Lawmakers have been talking about reforming the secondary mortgage market since the housing bust, but the effort has remained largely in the planning stage. Now it’s moving forward.


In the House last week, the Financial Services Committee passed a bill, called the PATH Act, which would phase out the two secondary mortgage market companies, Fannie Mae and Freddie Mac. The bill would also make major changes to the way FHA conducts its business. “PATH” stands for “Protecting America’s Taxpayers and Homeowners.”

In the Senate, comprehensive legislation has been introduced that would also phase out Fannie and Freddie but, unlike in the House, the federal government would remain as an insurer of last resort, much like the FDIC is the insurer of last resort for troubled banks. In the House, there is no plan to keep the federal government involved in mortgage financing except through a much-modified FHA (not counting specialized markets like those served by the Rural Housing Service and the Department of Veterans Affairs).

NAR has long called for replacing Fannie and Freddie while ensuring continued mortgage market liquidity through the maintenance of an explicit federal presence in the market. On that basis, the Senate approach, called the Housing Finance Reform and Taxpayer Protection Act, is the better starting point of the two. But a lot more discussion is needed, both in the House and in the Senate. In both approaches, questions remain about how households would fare should ether become law in their current form.

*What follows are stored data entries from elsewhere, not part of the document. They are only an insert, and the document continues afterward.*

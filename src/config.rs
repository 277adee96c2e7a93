use serde::{Deserialize, Serialize};
use std::fs;
use tracing::warn;

use crate::error::ConfigError;

/// COCO-80 labels in model output order.
pub const COCO_CLASSES: [&str; 80] = [
    "person", "bicycle", "car", "motorbike", "aeroplane", "bus", "train", "truck", "boat",
    "traffic light", "fire hydrant", "stop sign", "parking meter", "bench", "bird", "cat", "dog",
    "horse", "sheep", "cow", "elephant", "bear", "zebra", "giraffe", "backpack", "umbrella",
    "handbag", "tie", "suitcase", "frisbee", "skis", "snowboard", "sports ball", "kite",
    "baseball bat", "baseball glove", "skateboard", "surfboard", "tennis racket", "bottle",
    "wine glass", "cup", "fork", "knife", "spoon", "bowl", "banana", "apple", "sandwich",
    "orange", "broccoli", "carrot", "hot dog", "pizza", "donut", "cake", "chair", "sofa",
    "pottedplant", "bed", "diningtable", "toilet", "tvmonitor", "laptop", "mouse", "remote",
    "keyboard", "cell phone", "microwave", "oven", "toaster", "sink", "refrigerator", "book",
    "clock", "vase", "scissors", "teddy bear", "hair drier", "toothbrush",
];

#[derive(Debug, Clone, Default, Serialize, Deserialize)]
#[serde(default)]
pub struct Config {
    pub tracker: TrackerConfig,
    pub line: LineConfig,
    pub classes: ClassConfig,
    pub pipeline: PipelineConfig,
}

#[derive(Debug, Clone, Serialize, Deserialize)]
#[serde(default)]
pub struct TrackerConfig {
    /// Cycles a track may go unmatched before it is lost.
    pub max_age: u32,
    /// Hits needed before a track is confirmed.
    pub min_hits: u32,
    /// Minimum IoU for an assignment to stand.
    pub iou_threshold: f32,
}

impl Default for TrackerConfig {
    fn default() -> Self {
        Self {
            max_age: 20,
            min_hits: 3,
            iou_threshold: 0.3,
        }
    }
}

#[derive(Debug, Clone, Serialize, Deserialize)]
#[serde(default)]
pub struct LineConfig {
    /// `[x1, y1, x2, y2]`
    pub limits: [i32; 4],
    /// Half-height of the counting band in pixels.
    pub band: i32,
}

impl Default for LineConfig {
    fn default() -> Self {
        Self {
            limits: [400, 297, 673, 297],
            band: 15,
        }
    }
}

#[derive(Debug, Clone, Serialize, Deserialize)]
#[serde(default)]
pub struct ClassConfig {
    /// Class id → label, indexed by id.
    pub names: Vec<String>,
    pub allowed: Vec<String>,
    /// Detections must score strictly above this.
    pub confidence_floor: f32,
}

impl Default for ClassConfig {
    fn default() -> Self {
        Self {
            names: COCO_CLASSES.iter().map(|s| s.to_string()).collect(),
            allowed: ["car", "truck", "bus", "motorbike"].iter().map(|s| s.to_string()).collect(),
            confidence_floor: 0.3,
        }
    }
}

impl ClassConfig {
    pub fn id_of(&self, label: &str) -> Option<u32> {
        self.names.iter().position(|n| n == label).and_then(|i| u32::try_from(i).ok())
    }

    pub fn label(&self, class_id: u32) -> Option<&str> {
        self.names.get(class_id as usize).map(String::as_str)
    }
}

#[derive(Debug, Clone, Serialize, Deserialize)]
#[serde(default)]
pub struct PipelineConfig {
    /// Frame events buffered before the worker blocks.
    pub queue_capacity: usize,
}

impl Default for PipelineConfig {
    fn default() -> Self {
        Self { queue_capacity: 4 }
    }
}

impl Config {
    /// Load from a JSON file. Missing sections take their defaults.
    pub fn from_file(path: &str) -> Result<Self, ConfigError> {
        let data = fs::read_to_string(path)?;
        let cfg: Config = serde_json::from_str(&data)?;
        cfg.validate()?;
        Ok(cfg)
    }

    pub fn validate(&self) -> Result<(), ConfigError> {
        let t = &self.tracker;
        if t.min_hits == 0 {
            return Err(ConfigError::Invalid("tracker.min_hits must be at least 1".into()));
        }
        if !(0.0..=1.0).contains(&t.iou_threshold) {
            return Err(ConfigError::Invalid(format!(
                "tracker.iou_threshold {} outside [0, 1]",
                t.iou_threshold
            )));
        }

        let l = &self.line;
        if l.band < 0 {
            return Err(ConfigError::Invalid(format!("line.band {} is negative", l.band)));
        }
        if l.limits[0] >= l.limits[2] {
            warn!(limits = ?l.limits, "counting line start.x >= end.x, nothing will be counted");
        }

        let c = &self.classes;
        if !(0.0..=1.0).contains(&c.confidence_floor) {
            return Err(ConfigError::Invalid(format!(
                "classes.confidence_floor {} outside [0, 1]",
                c.confidence_floor
            )));
        }
        if let Some(label) = c.allowed.iter().find(|l| c.id_of(l).is_none()) {
            return Err(ConfigError::UnknownClass(label.clone()));
        }

        if self.pipeline.queue_capacity == 0 {
            return Err(ConfigError::Invalid("pipeline.queue_capacity must be at least 1".into()));
        }
        Ok(())
    }
}

#[cfg(test)]
mod tests {
    use super::*;

    #[test]
    fn test_defaults_match_counter_setup() {
        let cfg = Config::default();
        assert_eq!(cfg.tracker.max_age, 20);
        assert_eq!(cfg.tracker.min_hits, 3);
        assert_eq!(cfg.line.limits, [400, 297, 673, 297]);
        assert_eq!(cfg.line.band, 15);
        assert_eq!(cfg.pipeline.queue_capacity, 4);
        assert!(cfg.validate().is_ok());
    }

    #[test]
    fn test_class_lookup() {
        let classes = ClassConfig::default();
        assert_eq!(classes.id_of("car"), Some(2));
        assert_eq!(classes.id_of("motorbike"), Some(3));
        assert_eq!(classes.id_of("bus"), Some(5));
        assert_eq!(classes.id_of("truck"), Some(7));
        assert_eq!(classes.label(0), Some("person"));
        assert_eq!(classes.label(80), None);
    }

    #[test]
    fn test_partial_json_keeps_defaults() {
        let cfg: Config = serde_json::from_str(r#"{"line": {"limits": [0, 100, 640, 100]}}"#).unwrap();
        assert_eq!(cfg.line.limits, [0, 100, 640, 100]);
        assert_eq!(cfg.line.band, 15);
        assert_eq!(cfg.tracker.min_hits, 3);
        assert_eq!(cfg.classes.names.len(), 80);
    }

    #[test]
    fn test_validate_rejects_bad_values() {
        let mut cfg = Config::default();
        cfg.tracker.iou_threshold = 1.5;
        assert!(matches!(cfg.validate(), Err(ConfigError::Invalid(_))));

        let mut cfg = Config::default();
        cfg.pipeline.queue_capacity = 0;
        assert!(matches!(cfg.validate(), Err(ConfigError::Invalid(_))));

        let mut cfg = Config::default();
        cfg.classes.allowed.push("tank".into());
        assert!(matches!(cfg.validate(), Err(ConfigError::UnknownClass(_))));
    }

    #[test]
    fn test_reversed_line_is_only_a_warning() {
        let mut cfg = Config::default();
        cfg.line.limits = [673, 297, 400, 297];
        assert!(cfg.validate().is_ok());
    }

    #[test]
    fn test_missing_file_is_io_error() {
        let err = Config::from_file("/nonexistent/counter.json").unwrap_err();
        assert!(matches!(err, ConfigError::Io(_)));
    }
}
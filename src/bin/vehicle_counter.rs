use std::fs;
use std::path::{Path, PathBuf};
use std::time::Duration;

use anyhow::{bail, Context, Result};
use clap::Parser;
use crossbeam_channel::RecvTimeoutError;
use opencv::{
    core::{Mat, Size},
    highgui,
    prelude::*,
    videoio::VideoWriter,
};
use serde::Serialize;
use tracing::{info, warn};
use tracing_subscriber::EnvFilter;

use vehicle_counter::{
    visualization, BinaryMask, Config, Detector, FrameSource, PipelineController, PipelineEvent, PipelineState,
    ReplayDetector, StopReason, VideoFileSource,
};

const WINDOW: &str = "Vehicle Counter";

#[derive(Parser)]
#[command(
    name = "vehicle-counter",
    about = "Count vehicles crossing a line in a video",
    version
)]
struct Args {
    /// Path to the input video
    #[arg(short, long)]
    input: PathBuf,

    /// Binary mask image, same size as the video; detection only sees the white area
    #[arg(short, long)]
    mask: Option<PathBuf>,

    /// Path to configuration file (defaults apply when omitted)
    #[arg(short, long)]
    config: Option<PathBuf>,

    /// Precomputed per-frame detections (JSON)
    #[arg(long, conflicts_with = "weights")]
    detections: Option<PathBuf>,

    /// TorchScript YOLO weights (needs the `torch` feature)
    #[arg(short, long)]
    weights: Option<PathBuf>,

    /// Inference device for --weights: cpu or cuda
    #[arg(long, default_value = "cpu")]
    device: String,

    /// Counting line as x1,y1,x2,y2
    #[arg(long, value_delimiter = ',', num_args = 4)]
    line: Option<Vec<i32>>,

    /// Half-height of the counting band in pixels
    #[arg(long)]
    band: Option<i32>,

    /// Annotated MP4 output
    #[arg(short, long)]
    output: Option<PathBuf>,

    /// Show a window (space: pause/resume, q or Esc: stop)
    #[arg(short, long)]
    visualize: bool,

    /// Write a JSON summary of the run
    #[arg(long)]
    summary: Option<PathBuf>,

    /// Output frame rate when the video does not report one
    #[arg(long, default_value_t = 30.0)]
    fps: f64,
}

#[derive(Serialize)]
struct Summary<'a> {
    input: &'a Path,
    frames: u64,
    count: usize,
    counted_ids: Vec<u64>,
    stop_reason: StopReason,
}

type CounterPipeline = PipelineController<VideoFileSource, Box<dyn Detector<Mat>>>;

fn build_detector(args: &Args) -> Result<Box<dyn Detector<Mat>>> {
    if let Some(path) = &args.detections {
        let replay = ReplayDetector::from_file(path)?;
        info!(frames = replay.frame_count(), "replaying detections from {}", path.display());
        return Ok(Box::new(replay));
    }
    if let Some(weights) = &args.weights {
        return torch_detector(weights, &args.device);
    }
    bail!("no detector: pass --detections or --weights")
}

#[cfg(feature = "torch")]
fn torch_detector(weights: &Path, device: &str) -> Result<Box<dyn Detector<Mat>>> {
    let detector = vehicle_counter::TorchDetector::new(&weights.to_string_lossy(), device, (640, 640))?;
    Ok(Box::new(detector))
}

#[cfg(not(feature = "torch"))]
fn torch_detector(_weights: &Path, _device: &str) -> Result<Box<dyn Detector<Mat>>> {
    bail!("--weights needs a build with the `torch` feature")
}

fn open_writer(path: &Path, fps: f64, size: Size) -> Result<Option<VideoWriter>> {
    if let Some(parent) = path.parent().filter(|p| !p.as_os_str().is_empty()) {
        fs::create_dir_all(parent)?;
    }
    let fourcc = VideoWriter::fourcc('m', 'p', '4', 'v')?;
    let writer = VideoWriter::new(&path.to_string_lossy(), fourcc, fps, size, true)?;
    if !writer.is_opened()? {
        warn!("could not open video writer for {}, output disabled", path.display());
        return Ok(None);
    }
    info!("writing annotated video to {}", path.display());
    Ok(Some(writer))
}

/// React to a key press. Returns `true` when the user asked to stop.
fn handle_key(pipeline: &mut CounterPipeline, key: i32, last_frame: Option<&Mat>) -> Result<bool> {
    match key {
        // q, Q, Esc
        113 | 81 | 27 => Ok(true),
        // space
        32 => {
            match pipeline.state() {
                PipelineState::Running => {
                    pipeline.pause()?;
                    if let Some(frame) = last_frame {
                        let mut shown = frame.clone();
                        visualization::draw_paused(&mut shown)?;
                        highgui::imshow(WINDOW, &shown)?;
                    }
                }
                PipelineState::Paused => pipeline.resume()?,
                _ => {}
            }
            Ok(false)
        }
        _ => Ok(false),
    }
}

fn main() -> Result<()> {
    tracing_subscriber::fmt()
        .with_env_filter(EnvFilter::try_from_default_env().unwrap_or_else(|_| EnvFilter::new("vehicle_counter=info")))
        .init();

    let args = Args::parse();

    let mut config = match &args.config {
        Some(path) => Config::from_file(&path.to_string_lossy())
            .with_context(|| format!("loading config {}", path.display()))?,
        None => Config::default(),
    };
    if let Some(line) = &args.line {
        config.line.limits = [line[0], line[1], line[2], line[3]];
    }
    if let Some(band) = args.band {
        config.line.band = band;
    }
    config.validate()?;
    info!(line = ?config.line.limits, band = config.line.band, "configuration ready");

    let detector = build_detector(&args)?;
    let mut pipeline: CounterPipeline = PipelineController::new(&config, detector)?;

    let input = args.input.to_string_lossy();
    let source = VideoFileSource::open(&input)?;
    let size = source.frame_size();
    let fps = if source.fps() > 0.0 { source.fps() } else { args.fps };
    pipeline.load(source)?;

    if let Some(mask_path) = &args.mask {
        let mask = BinaryMask::from_file(&mask_path.to_string_lossy())?;
        pipeline.set_mask(mask)?;
        info!("mask {} applied", mask_path.display());
    }

    let mut writer = match &args.output {
        Some(path) => open_writer(path, fps, Size::new(size.width as i32, size.height as i32))?,
        None => None,
    };
    if args.visualize {
        highgui::named_window(WINDOW, highgui::WINDOW_NORMAL)?;
        highgui::resize_window(WINDOW, size.width as i32, size.height as i32)?;
    }

    let events = pipeline.events();
    pipeline.start()?;

    let mut user_stop = false;
    let mut last_frame: Option<Mat> = None;
    loop {
        match events.recv_timeout(Duration::from_millis(100)) {
            Ok(PipelineEvent::Frame(event)) => {
                if let Some(writer) = writer.as_mut() {
                    writer.write(&event.frame)?;
                }
                if event.index % 100 == 0 {
                    info!(frame = event.index, count = event.count, "progress");
                }
                if args.visualize {
                    highgui::imshow(WINDOW, &event.frame)?;
                    last_frame = Some(event.frame);
                    let key = highgui::wait_key(1)?;
                    if handle_key(&mut pipeline, key, last_frame.as_ref())? {
                        user_stop = true;
                        break;
                    }
                }
            }
            Ok(PipelineEvent::Finished(reason)) => {
                info!(?reason, "run finished");
                break;
            }
            Err(RecvTimeoutError::Timeout) => {
                // Paused or slow detector; keep the window responsive.
                if args.visualize {
                    let key = highgui::wait_key(1)?;
                    if handle_key(&mut pipeline, key, last_frame.as_ref())? {
                        user_stop = true;
                        break;
                    }
                }
            }
            Err(RecvTimeoutError::Disconnected) => break,
        }
    }

    let outcome = if user_stop { pipeline.stop() } else { pipeline.wait() };
    let reason = outcome.context("video processing failed")?;

    if let Some(mut writer) = writer {
        writer.release()?;
    }
    if args.visualize {
        highgui::destroy_all_windows()?;
    }

    let counted_ids = pipeline
        .counting_line()
        .map(|line| line.counted_ids())
        .unwrap_or_default();
    info!(count = counted_ids.len(), frames = pipeline.position(), "done");
    println!("Total vehicles counted: {}", counted_ids.len());

    if let Some(path) = &args.summary {
        let summary = Summary {
            input: &args.input,
            frames: pipeline.position(),
            count: counted_ids.len(),
            counted_ids,
            stop_reason: reason,
        };
        fs::write(path, serde_json::to_string_pretty(&summary)?)
            .with_context(|| format!("writing summary {}", path.display()))?;
        info!("summary written to {}", path.display());
    }

    Ok(())
}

It’s unclear how far Congress will get this year in taking the next step to pass either of these bills or to consider other bills that need to be factored in, including those that just focus on FHA reforms. But now that the process is getting started in earnest, anyone with an interest in the availability of mortgage financing will want to pay attention to what’s happening. Because even if the process takes a couple of years, there will be key points in which input from the real estate industry is needed to move the debate in the direction that best protects households who want to buy.

In the 6-minute video above, NAR analysts talk about the concerns NAR has with the approach that was passed last week by the House Financial Services Committee. They also talk about what’s moving through the Senate and why engagement by NAR members will be so important in the months ahead.

More from NAR on secondary mortgage market reform, and more on FHA reform.

Robert Freedman

Robert Freedman is manager of multimedia communications for the NATIONAL ASSOCIATION OF REALTORS®. He can be reached at rfreedman@realtors.org.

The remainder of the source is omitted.